They are reading off a computer screen. The way it’s sold there is no part numbers for Adapters. They are just included in kit. Think if you have to buy a kit. Supco has a little better price. Just got out of surgery about an hour ago but I’m a little fuzzy at the moment but believe I gave you the right info. eBay had the part number listed yesterday that you posted fo $34 and change. Good luck. I’m not 100 percent sure at the moment but it may be sold as an icemaker and also as a kit. You would want the kit. Can’t give you any more info at the moment


----------



## huesmann (Aug 18, 2011)

WPW10360140 for Whirlpool Refrigerator Wire Harness for sale online | eBay


Find many great new & used options and get the best deals for WPW10360140 for Whirlpool Refrigerator Wire Harness at the best online prices at eBay! Free shipping for many products!



www.ebay.com


----------



## Mike Milam (Mar 3, 2017)

huesmann said:


> WPW10360140 for Whirlpool Refrigerator Wire Harness for sale online | eBay
> 
> 
> Find many great new & used options and get the best deals for WPW10360140 for Whirlpool Refrigerator Wire Harness at the best online prices at eBay! Free shipping for many products!
> ...


Great find.


----------



## miamicuse (Nov 13, 2011)

BayouRunner said:


> They are reading off a computer screen. The way it’s sold there is no part numbers for Adapters. They are just included in kit. Think if you have to buy a kit. Supco has a little better price. Just got out of surgery about an hour ago but I’m a little fuzzy at the moment but believe I gave you the right info. eBay had the part number listed yesterday that you posted fo $34 and change. Good luck. I’m not 100 percent sure at the moment but it may be sold as an icemaker and also as a kit. You would want the kit. Can’t give you any more info at the moment


BayouRunner you have been most helpful, I found the part finally. I wish you a speedy recovery from your surgery.


----------



## miamicuse (Nov 13, 2011)

well, this thing sure takes some twists and turns.

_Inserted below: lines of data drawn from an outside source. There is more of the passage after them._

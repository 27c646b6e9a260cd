//! CLI argument definitions using clap.

use clap::{Parser, Subcommand, ValueEnum};
use std::path::PathBuf;

/// SLAM Ingest - feeds sensor streams into the mapping engine
#[derive(Parser, Debug)]
#[command(
    name = "slam-ingest",
    author,
    version,
    about = "Sensor ingestion and ordering engine for the mapping engine",
    long_about = "Feeds lidar scans and IMU / odometer samples into the mapping engine.\n\n\
                  Online mode paces live sensors and drops what the engine cannot take;\n\
                  offline mode replays a recorded dataset in strict time order with no loss."
)]
pub struct Cli {
    /// Increase logging verbosity (-v for debug, -vv for trace)
    #[arg(short, long, action = clap::ArgAction::Count, global = true, env = "SLAM_INGEST_VERBOSE")]
    pub verbose: u8,

    /// Suppress all output except warnings and errors
    #[arg(short, long, global = true, conflicts_with = "verbose")]
    pub quiet: bool,

    /// Log output format
    #[arg(
        long,
        value_enum,
        default_value = "pretty",
        global = true,
        env = "SLAM_INGEST_LOG_FORMAT"
    )]
    pub log_format: LogFormat,

    #[command(subcommand)]
    pub command: Commands,
}

/// Available CLI commands
#[derive(Subcommand, Debug)]
pub enum Commands {
    /// Run an ingestion session
    Run(RunArgs),

    /// Validate configuration file without running
    Validate(ValidateArgs),

    /// Display configuration information
    Info(InfoArgs),
}

/// Arguments for the `run` command
#[derive(Parser, Debug, Clone)]
pub struct RunArgs {
    /// Path to configuration file (TOML or JSON)
    #[arg(short, long, default_value = "ingest.toml", env = "SLAM_INGEST_CONFIG")]
    pub config: PathBuf,

    /// Override the session mode from configuration
    #[arg(long, value_enum)]
    pub mode: Option<ModeArg>,

    /// Override the replay dataset directory from configuration
    #[arg(long, env = "SLAM_INGEST_REPLAY")]
    pub replay: Option<PathBuf>,

    /// Stop the session after this many seconds (0 = no timeout)
    #[arg(long, default_value = "0", env = "SLAM_INGEST_TIMEOUT")]
    pub timeout: u64,

    /// Validate configuration, build the sources and exit without ingesting
    #[arg(long)]
    pub dry_run: bool,

    /// Write the engine's internal state (JSON) here after the run
    #[arg(long)]
    pub export_state: Option<PathBuf>,

    /// Prometheus metrics port (0 = disabled)
    #[arg(long, default_value = "0", env = "SLAM_INGEST_METRICS_PORT")]
    pub metrics_port: u16,
}

/// Arguments for the `validate` command
#[derive(Parser, Debug)]
pub struct ValidateArgs {
    /// Path to configuration file to validate
    #[arg(short, long, default_value = "ingest.toml")]
    pub config: PathBuf,

    /// Output validation result as JSON
    #[arg(long)]
    pub json: bool,
}

/// Arguments for the `info` command
#[derive(Parser, Debug)]
pub struct InfoArgs {
    /// Path to configuration file
    #[arg(short, long, default_value = "ingest.toml")]
    pub config: PathBuf,

    /// Output as JSON
    #[arg(long)]
    pub json: bool,

    /// Show sensor attributes
    #[arg(long)]
    pub attributes: bool,
}

/// Log output format
#[derive(ValueEnum, Clone, Copy, Debug, Default)]
pub enum LogFormat {
    /// JSON structured logging
    Json,
    /// Human-readable pretty format
    #[default]
    Pretty,
    /// Compact single-line format
    Compact,
}

impl From<LogFormat> for observability::LogFormat {
    fn from(format: LogFormat) -> Self {
        match format {
            LogFormat::Json => observability::LogFormat::Json,
            LogFormat::Pretty => observability::LogFormat::Pretty,
            LogFormat::Compact => observability::LogFormat::Compact,
        }
    }
}

/// Session mode override
#[derive(ValueEnum, Clone, Copy, Debug, PartialEq, Eq)]
pub enum ModeArg {
    Online,
    Offline,
}

impl From<ModeArg> for contracts::IngestionMode {
    fn from(mode: ModeArg) -> Self {
        match mode {
            ModeArg::Online => contracts::IngestionMode::Online,
            ModeArg::Offline => contracts::IngestionMode::Offline,
        }
    }
}

#[cfg(test)]
mod tests {
    use super::*;

    #[test]
    fn test_parse_run_args() {
        let cli = Cli::try_parse_from([
            "slam-ingest",
            "-vv",
            "run",
            "--config",
            "session.toml",
            "--mode",
            "offline",
            "--timeout",
            "30",
        ])
        .unwrap();

        assert_eq!(cli.verbose, 2);
        match cli.command {
            Commands::Run(args) => {
                assert_eq!(args.config, PathBuf::from("session.toml"));
                assert_eq!(args.mode, Some(ModeArg::Offline));
                assert_eq!(args.timeout, 30);
                assert!(!args.dry_run);
            }
            other => panic!("unexpected command: {other:?}"),
        }
    }

    #[test]
    fn test_quiet_conflicts_with_verbose() {
        assert!(Cli::try_parse_from(["slam-ingest", "-q", "-v", "info"]).is_err());
    }

    #[test]
    fn test_log_format_maps_to_observability() {
        let format: observability::LogFormat = LogFormat::Compact.into();
        assert_eq!(format, observability::LogFormat::Compact);
    }
}
//! Validation failures.
//!
//! Raised before a request is sent; local-only, no network traffic.

use thiserror::Error;

/// A precondition violation detected before issuing a request.
#[derive(Debug, Clone, PartialEq, Eq, Error)]
pub enum ValidationError {
    /// AES encrypt triggered without a secret key.
    #[error("Please enter a secret key")]
    MissingSecretKey,

    /// Decrypt triggered without ciphertext.
    #[error("Please enter encrypted text to decrypt")]
    EmptyCiphertext,

    /// AES decrypt triggered without its key or IV.
    #[error("Please provide secret key and IV")]
    MissingAesDecryptInputs,

    /// RSA decrypt triggered without a private key.
    #[error("Please provide private key")]
    MissingPrivateKey,

    /// Decrypt triggered while SHA-256 is selected.
    #[error("Hashes cannot be decrypted")]
    DecryptUnavailable,
}
//! Encrypt column.
//!
//! Input and key fields, the encrypted (or hashed) output, and the
//! algorithm-dependent panels: IV for AES, key pair for RSA.

use cipherpad_app::{AlgorithmKind, Field, Workflow};
use ratatui::{
    Frame,
    layout::{Constraint, Rect},
    style::{Color, Style},
    widgets::{Block, Borders},
};

use crate::InputState;

use super::render_fields;

const FIELD_HEIGHT: u16 = 3;
const KEY_PANEL_HEIGHT: u16 = 4;

/// Render the encrypt column.
pub fn render(frame: &mut Frame, workflow: &Workflow, input: &InputState, area: Rect) {
    let block = Block::default()
        .borders(Borders::ALL)
        .border_style(Style::default().fg(Color::DarkGray))
        .title(workflow.kind().encrypt_verb());
    let inner = block.inner(area);
    frame.render_widget(block, area);

    let mut fields: Vec<(Field, Constraint)> = vec![(Field::Input, Constraint::Min(FIELD_HEIGHT))];

    if workflow.kind() == AlgorithmKind::Aes {
        fields.push((Field::SecretKey, Constraint::Length(FIELD_HEIGHT)));
    }

    fields.push((Field::Output, Constraint::Min(FIELD_HEIGHT)));

    if workflow.show_iv_panel() {
        fields.push((Field::Iv, Constraint::Length(FIELD_HEIGHT)));
    }
    if workflow.show_key_panels() {
        fields.push((Field::PublicKey, Constraint::Length(KEY_PANEL_HEIGHT)));
        fields.push((Field::PrivateKey, Constraint::Length(KEY_PANEL_HEIGHT)));
    }

    render_fields(frame, workflow, input, &fields, inner);
}
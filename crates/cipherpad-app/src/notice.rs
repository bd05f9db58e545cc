//! Transient user notifications.
//!
//! Replaces blocking alert dialogs with a FIFO of short-lived notices. One
//! notice is visible at a time; it expires after a fixed number of ticks and
//! the next queued notice (if any) surfaces.

use std::collections::VecDeque;

/// Ticks a notice stays visible (ticks arrive every ~100ms).
const NOTICE_TICKS: u8 = 30;

/// Severity of a notice, used for styling only.
#[derive(Debug, Clone, Copy, PartialEq, Eq)]
pub enum NoticeLevel {
    /// Informational ("Copied to clipboard").
    Info,
    /// Validation or request failure.
    Error,
}

/// A single transient message.
#[derive(Debug, Clone, PartialEq, Eq)]
pub struct Notice {
    /// Severity for styling.
    pub level: NoticeLevel,
    /// Human-readable message.
    pub text: String,
}

/// FIFO of pending notices with tick-based expiry.
#[derive(Debug, Clone, Default)]
pub struct NoticeQueue {
    queue: VecDeque<Notice>,
    remaining_ticks: u8,
}

impl NoticeQueue {
    /// Create an empty queue.
    pub fn new() -> Self {
        Self::default()
    }

    /// Enqueue a notice. It becomes visible once earlier notices expire.
    pub fn push(&mut self, level: NoticeLevel, text: impl Into<String>) {
        if self.queue.is_empty() {
            self.remaining_ticks = NOTICE_TICKS;
        }
        self.queue.push_back(Notice { level, text: text.into() });
    }

    /// The notice currently visible. `None` if the queue is empty.
    pub fn current(&self) -> Option<&Notice> {
        self.queue.front()
    }

    /// Advance one tick. Returns `true` if the visible notice changed.
    pub fn tick(&mut self) -> bool {
        if self.queue.is_empty() {
            return false;
        }
        self.remaining_ticks = self.remaining_ticks.saturating_sub(1);
        if self.remaining_ticks == 0 {
            self.queue.pop_front();
            self.remaining_ticks = NOTICE_TICKS;
            return true;
        }
        false
    }

    /// Drop all pending notices.
    pub fn clear(&mut self) {
        self.queue.clear();
    }
}

#[cfg(test)]
mod tests {
    use super::*;

    #[test]
    fn notices_expire_in_order() {
        let mut notices = NoticeQueue::new();
        notices.push(NoticeLevel::Info, "first");
        notices.push(NoticeLevel::Error, "second");

        assert_eq!(notices.current().map(|n| n.text.as_str()), Some("first"));

        let mut changed = false;
        for _ in 0..NOTICE_TICKS {
            changed = notices.tick();
        }
        assert!(changed);
        assert_eq!(notices.current().map(|n| n.text.as_str()), Some("second"));
    }

    #[test]
    fn tick_on_empty_queue_is_noop() {
        let mut notices = NoticeQueue::new();
        assert!(!notices.tick());
        assert!(notices.current().is_none());
    }
}
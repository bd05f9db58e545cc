//! Operation parameters and success payloads.
//!
//! The request enums are what the workflow layer hands to the runtime when a
//! validated encrypt or decrypt is triggered; the outcome types are what the
//! service's JSON replies decode into.

/// Parameters for an encrypt (or hash) operation.
#[derive(Debug, Clone, PartialEq, Eq)]
pub enum EncryptRequest {
    /// AES encryption with a user-supplied shared key.
    Aes {
        /// Plaintext to encrypt.
        text: String,
        /// Shared secret key.
        secret_key: String,
    },

    /// RSA encryption. The service generates a fresh key pair per call.
    Rsa {
        /// Plaintext to encrypt.
        text: String,
    },

    /// SHA-256 hashing.
    Sha256 {
        /// Text to hash. May be empty.
        text: String,
    },
}

/// Parameters for a decrypt operation.
#[derive(Debug, Clone, PartialEq, Eq)]
pub enum DecryptRequest {
    /// AES decryption with the key and IV from the original encryption.
    Aes {
        /// Ciphertext to decrypt.
        ciphertext: String,
        /// Shared secret key used for encryption.
        secret_key: String,
        /// Initialization vector from the encryption round.
        iv: String,
    },

    /// RSA decryption with the matching private key.
    Rsa {
        /// Ciphertext to decrypt.
        ciphertext: String,
        /// PEM private key from the encryption round.
        private_key: String,
    },
}

/// Success payload of an encrypt or hash operation.
#[derive(Debug, Clone, PartialEq, Eq)]
pub enum EncryptOutcome {
    /// AES ciphertext plus the IV the service generated for this round.
    Aes(AesEncrypted),

    /// RSA ciphertext plus the freshly generated key pair.
    Rsa(RsaEncrypted),

    /// SHA-256 digest, fixed length regardless of input length.
    Sha256 {
        /// Hex digest.
        digest: String,
    },
}

/// AES encryption result.
#[derive(Debug, Clone, PartialEq, Eq)]
pub struct AesEncrypted {
    /// Ciphertext, opaque without the key and IV.
    pub ciphertext: String,
    /// Initialization vector generated by the service for this round.
    pub iv: String,
}

/// RSA encryption result.
#[derive(Debug, Clone, PartialEq, Eq)]
pub struct RsaEncrypted {
    /// Ciphertext, opaque without the private key.
    pub ciphertext: String,
    /// Public half of the generated key pair.
    pub public_key: String,
    /// Private half of the generated key pair; required for decryption.
    pub private_key: String,
}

after talking to Whirlpool customer service along with the advice here, I decided to order the adapter / wire harness part WPW1036140 from Appliance Parts Pro. I called them up to place the order and they said the part is not available or in stock, then they asked me what I needed it for. I told them I have an icemaker kit that has an eight port plug from a WRT318FZDW02 that I am trying to make it work with the newer WRT318FZDW09 that has a 5 port terminal. He said no that won't work, that adapter is to adapt newer icemaker kit to older Whirlpool fridge, the icemaker kit has 4 port plug, the fridge has an 8 port terminal in the back of the freezer, it is the opposite of what you need. He said there is no adapter for what I have, I need to buy a brand new icemaker kit part # W11510803, but it is not available and no idea when that will be back in stock.

OK so I called Whirlpool customer service again, and asked them if WPW1036140 will make my icemaker kit work, or do I need a new icemaker kit W11510803? Whirlpool said neither I need icemaker kit WPW10715708. Huh?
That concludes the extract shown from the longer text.